+++ Task data
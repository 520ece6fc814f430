//! Length-delimited packet framing over TCP.
//!
//! A frame is a 4-byte big-endian length prefix followed by the postcard
//! encoding of one [`Packet`]. The [`MAX_PACKET_SIZE`] cap protects against
//! unbounded allocation from malformed or malicious length prefixes.

use std::io;

use bytes::{BufMut, Bytes, BytesMut};
use tokio::io::{AsyncRead, AsyncReadExt, AsyncWrite, AsyncWriteExt};

use crate::packet::Packet;

/// Maximum allowed packet body size. Lobby packets are tiny; the opaque
/// game configuration payload is the only part that can grow, and 16 KB is
/// generous headroom for it.
pub const MAX_PACKET_SIZE: u32 = 16 * 1024;

/// Encode a packet into a complete wire frame (prefix included).
pub fn encode_packet(packet: &Packet) -> io::Result<Bytes> {
    let body = postcard::to_stdvec(packet)
        .map_err(|err| io::Error::new(io::ErrorKind::InvalidData, err))?;
    if body.len() > MAX_PACKET_SIZE as usize {
        return Err(io::Error::new(
            io::ErrorKind::InvalidInput,
            format!("packet too large: {} bytes (max {MAX_PACKET_SIZE})", body.len()),
        ));
    }
    let mut frame = BytesMut::with_capacity(4 + body.len());
    frame.put_u32(body.len() as u32);
    frame.put_slice(&body);
    Ok(frame.freeze())
}

/// Decode a packet from a frame body (prefix already stripped).
pub fn decode_packet(body: &[u8]) -> io::Result<Packet> {
    postcard::from_bytes(body).map_err(|err| io::Error::new(io::ErrorKind::InvalidData, err))
}

/// Read one frame body.
///
/// Returns `UnexpectedEof` if the stream closes before or inside a frame,
/// `InvalidData` if the length prefix exceeds [`MAX_PACKET_SIZE`].
pub async fn read_frame<R: AsyncRead + Unpin>(reader: &mut R) -> io::Result<Vec<u8>> {
    let mut len_buf = [0u8; 4];
    reader.read_exact(&mut len_buf).await?;
    let len = u32::from_be_bytes(len_buf);
    if len > MAX_PACKET_SIZE {
        return Err(io::Error::new(
            io::ErrorKind::InvalidData,
            format!("frame too large: {len} bytes (max {MAX_PACKET_SIZE})"),
        ));
    }
    let mut body = vec![0u8; len as usize];
    reader.read_exact(&mut body).await?;
    Ok(body)
}

/// Read and decode one packet.
pub async fn read_packet<R: AsyncRead + Unpin>(reader: &mut R) -> io::Result<Packet> {
    let body = read_frame(reader).await?;
    decode_packet(&body)
}

/// Encode and write one packet.
pub async fn write_packet<W: AsyncWrite + Unpin>(writer: &mut W, packet: &Packet) -> io::Result<()> {
    let frame = encode_packet(packet)?;
    writer.write_all(&frame).await
}

#[cfg(test)]
mod tests {
    use super::*;
    use crate::packet::{ErrorCode, ErrorData, InitData};
    use crate::{NET_VERSION_MAJOR, NET_VERSION_MINOR};
    use std::io::Cursor;

    fn init_packet() -> Packet {
        Packet::Init(InitData {
            version_major: NET_VERSION_MAJOR,
            version_minor: NET_VERSION_MINOR,
            password: "secret".into(),
            player_name: "Alice".into(),
        })
    }

    #[tokio::test]
    async fn roundtrip_single_packet() {
        let original = init_packet();
        let frame = encode_packet(&original).unwrap();

        let mut cursor = Cursor::new(frame.to_vec());
        let recovered = read_packet(&mut cursor).await.unwrap();
        assert_eq!(recovered, original);
    }

    #[tokio::test]
    async fn multiple_packets_in_sequence() {
        let packets = vec![
            init_packet(),
            Packet::Error(ErrorData {
                error_code: ErrorCode::ServerFull,
            }),
        ];
        let mut buf = Vec::new();
        for packet in &packets {
            buf.extend_from_slice(&encode_packet(packet).unwrap());
        }

        let mut cursor = Cursor::new(buf);
        for expected in &packets {
            let recovered = read_packet(&mut cursor).await.unwrap();
            assert_eq!(recovered, *expected);
        }
    }

    #[tokio::test]
    async fn rejects_oversized_length_prefix() {
        let fake_len = (MAX_PACKET_SIZE + 1).to_be_bytes();
        let mut cursor = Cursor::new(fake_len.to_vec());
        let err = read_frame(&mut cursor).await.unwrap_err();
        assert_eq!(err.kind(), io::ErrorKind::InvalidData);
    }

    #[tokio::test]
    async fn truncated_frame_is_eof() {
        let frame = encode_packet(&init_packet()).unwrap();
        // Cut the frame short in the middle of the body.
        let mut cursor = Cursor::new(frame[..frame.len() - 3].to_vec());
        let err = read_packet(&mut cursor).await.unwrap_err();
        assert_eq!(err.kind(), io::ErrorKind::UnexpectedEof);
    }

    #[tokio::test]
    async fn garbage_body_fails_decode() {
        let mut buf = Vec::new();
        buf.extend_from_slice(&4u32.to_be_bytes());
        buf.extend_from_slice(&[0xff, 0xfe, 0xfd, 0xfc]);
        let mut cursor = Cursor::new(buf);
        let err = read_packet(&mut cursor).await.unwrap_err();
        assert_eq!(err.kind(), io::ErrorKind::InvalidData);
    }
}
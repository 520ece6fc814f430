//! Networking core of the card-table server: the acceptor, the lobby with
//! its per-session protocol state machine and game directory, the outbound
//! sender worker and the per-game tasks.

pub mod accept;
pub mod callback;
pub mod config;
pub mod error;
pub mod game;
pub mod lobby;
pub mod receiver;
pub mod sender;
pub mod server;
pub mod session;
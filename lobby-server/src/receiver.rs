//! Stateless framed-packet reads with a bounded timeout.

use std::time::Duration;

use tokio::time;

use protocol::Packet;

use crate::error::NetError;
use crate::session::Session;

/// How long one select or receive step may block its owning loop.
pub const RECV_TIMEOUT: Duration = Duration::from_millis(20);

/// Reads one packet from the session.
///
/// `Ok(None)` when the timeout expires without a complete frame. Transport
/// and decode failures come back as a typed [`NetError`]; the caller is
/// expected to tear the session down.
pub async fn recv_packet(session: &mut Session, timeout: Duration) -> Result<Option<Packet>, NetError> {
    match time::timeout(timeout, protocol::read_packet(session.reader_mut())).await {
        Err(_) => Ok(None),
        Ok(Ok(packet)) => Ok(Some(packet)),
        Ok(Err(err)) => Err(NetError::from_recv(err)),
    }
}
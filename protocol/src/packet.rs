//! The packet structures exchanged over the wire. This is the complete
//! vocabulary of the lobby protocol; in-game traffic reuses the same frame
//! format with its own payloads.

use serde::{Deserialize, Serialize};

/// Error codes transported in [`ErrorData`]. Every terminal rejection of a
/// session carries exactly one of these before the socket is torn down.
#[derive(Debug, Clone, Copy, PartialEq, Eq, Serialize, Deserialize)]
pub enum ErrorCode {
    /// The client speaks a different major protocol version.
    VersionNotSupported,
    /// Wrong server password, or wrong game password on a join request.
    InvalidPassword,
    /// The requested player name violates the naming rules.
    InvalidPlayerName,
    /// Another connected player already uses that name.
    PlayerNameInUse,
    /// The session limit of the server is reached.
    ServerFull,
    /// A join request named a game id that does not exist.
    UnknownGame,
    /// The packet is not legal in the current session state.
    InvalidState,
}

impl ErrorCode {
    /// Stable numeric form of the code, for logs and callbacks.
    pub const fn as_u16(self) -> u16 {
        match self {
            ErrorCode::VersionNotSupported => 1,
            ErrorCode::InvalidPassword => 2,
            ErrorCode::InvalidPlayerName => 3,
            ErrorCode::PlayerNameInUse => 4,
            ErrorCode::ServerFull => 5,
            ErrorCode::UnknownGame => 6,
            ErrorCode::InvalidState => 7,
        }
    }
}

/// What kind of participant a player is.
#[derive(Debug, Clone, Copy, PartialEq, Eq, Serialize, Deserialize)]
pub enum PlayerType {
    Human,
    Computer,
}

/// Lifecycle stage of a game as announced in the game list.
#[derive(Debug, Clone, Copy, PartialEq, Eq, Serialize, Deserialize)]
pub enum GameListMode {
    Created,
    Started,
    Closed,
}

/// Opaque game configuration. The lobby hands this through to clients and
/// game tables without interpreting it.
#[derive(Debug, Clone, Default, PartialEq, Eq, Serialize, Deserialize)]
pub struct GameData(pub Vec<u8>);

/// First packet of every session: the handshake request.
#[derive(Debug, Clone, PartialEq, Serialize, Deserialize)]
pub struct InitData {
    pub version_major: u16,
    pub version_minor: u16,
    /// Must match the server password. Empty on open servers.
    pub password: String,
    pub player_name: String,
}

/// Handshake confirmation. The session id is reserved for a future
/// reconnect path and currently unused by clients.
#[derive(Debug, Clone, PartialEq, Serialize, Deserialize)]
pub struct InitAckData {
    pub session_id: u32,
    pub player_id: u32,
}

/// Request for the public data of a player, by unique id.
#[derive(Debug, Clone, PartialEq, Serialize, Deserialize)]
pub struct RetrievePlayerInfoData {
    pub player_id: u32,
}

#[derive(Debug, Clone, PartialEq, Serialize, Deserialize)]
pub struct PlayerInfoData {
    pub player_id: u32,
    pub player_name: String,
    pub player_type: PlayerType,
}

#[derive(Debug, Clone, PartialEq, Serialize, Deserialize)]
pub struct ErrorData {
    pub error_code: ErrorCode,
}

/// Request to open a new game. The creator becomes its first player.
#[derive(Debug, Clone, PartialEq, Serialize, Deserialize)]
pub struct CreateGameData {
    pub game_name: String,
    /// Password other players have to present on join. Empty = open game.
    pub password: String,
    pub game_data: GameData,
}

#[derive(Debug, Clone, PartialEq, Serialize, Deserialize)]
pub struct JoinGameData {
    pub game_id: u32,
    pub password: String,
}

/// Public description of a game as shown in the lobby game list.
#[derive(Debug, Clone, PartialEq, Serialize, Deserialize)]
pub struct GameInfo {
    pub mode: GameListMode,
    pub name: String,
    pub data: GameData,
    pub players: Vec<u32>,
}

/// A game appeared in the directory. Sent for every existing game right
/// after the handshake, and broadcast when a new game is created.
#[derive(Debug, Clone, PartialEq, Serialize, Deserialize)]
pub struct GameListNewData {
    pub game_id: u32,
    pub game_info: GameInfo,
}

/// A game changed its lifecycle stage.
#[derive(Debug, Clone, PartialEq, Serialize, Deserialize)]
pub struct GameListUpdateData {
    pub game_id: u32,
    pub mode: GameListMode,
}

#[derive(Debug, Clone, PartialEq, Serialize, Deserialize)]
pub struct GameListPlayerJoinedData {
    pub game_id: u32,
    pub player_id: u32,
}

#[derive(Debug, Clone, PartialEq, Serialize, Deserialize)]
pub struct GameListPlayerLeftData {
    pub game_id: u32,
    pub player_id: u32,
}

/// One wire packet. The enum discriminant is the kind tag on the wire.
#[derive(Debug, Clone, PartialEq, Serialize, Deserialize)]
pub enum Packet {
    // Client -> Server.
    Init(InitData),
    RetrievePlayerInfo(RetrievePlayerInfoData),
    CreateGame(CreateGameData),
    JoinGame(JoinGameData),
    // Server -> Client.
    InitAck(InitAckData),
    PlayerInfo(PlayerInfoData),
    Error(ErrorData),
    GameListNew(GameListNewData),
    GameListUpdate(GameListUpdateData),
    GameListPlayerJoined(GameListPlayerJoinedData),
    GameListPlayerLeft(GameListPlayerLeftData),
}

impl Packet {
    /// Name of the packet kind, for log output.
    pub const fn kind_name(&self) -> &'static str {
        match self {
            Packet::Init(_) => "Init",
            Packet::RetrievePlayerInfo(_) => "RetrievePlayerInfo",
            Packet::CreateGame(_) => "CreateGame",
            Packet::JoinGame(_) => "JoinGame",
            Packet::InitAck(_) => "InitAck",
            Packet::PlayerInfo(_) => "PlayerInfo",
            Packet::Error(_) => "Error",
            Packet::GameListNew(_) => "GameListNew",
            Packet::GameListUpdate(_) => "GameListUpdate",
            Packet::GameListPlayerJoined(_) => "GameListPlayerJoined",
            Packet::GameListPlayerLeft(_) => "GameListPlayerLeft",
        }
    }
}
++++++
Exercise prompt:
In the data above, find each line that has the word "JoinGameData" and copy it out.

Reply to the exercise:
pub struct JoinGameData {
    JoinGame(JoinGameData),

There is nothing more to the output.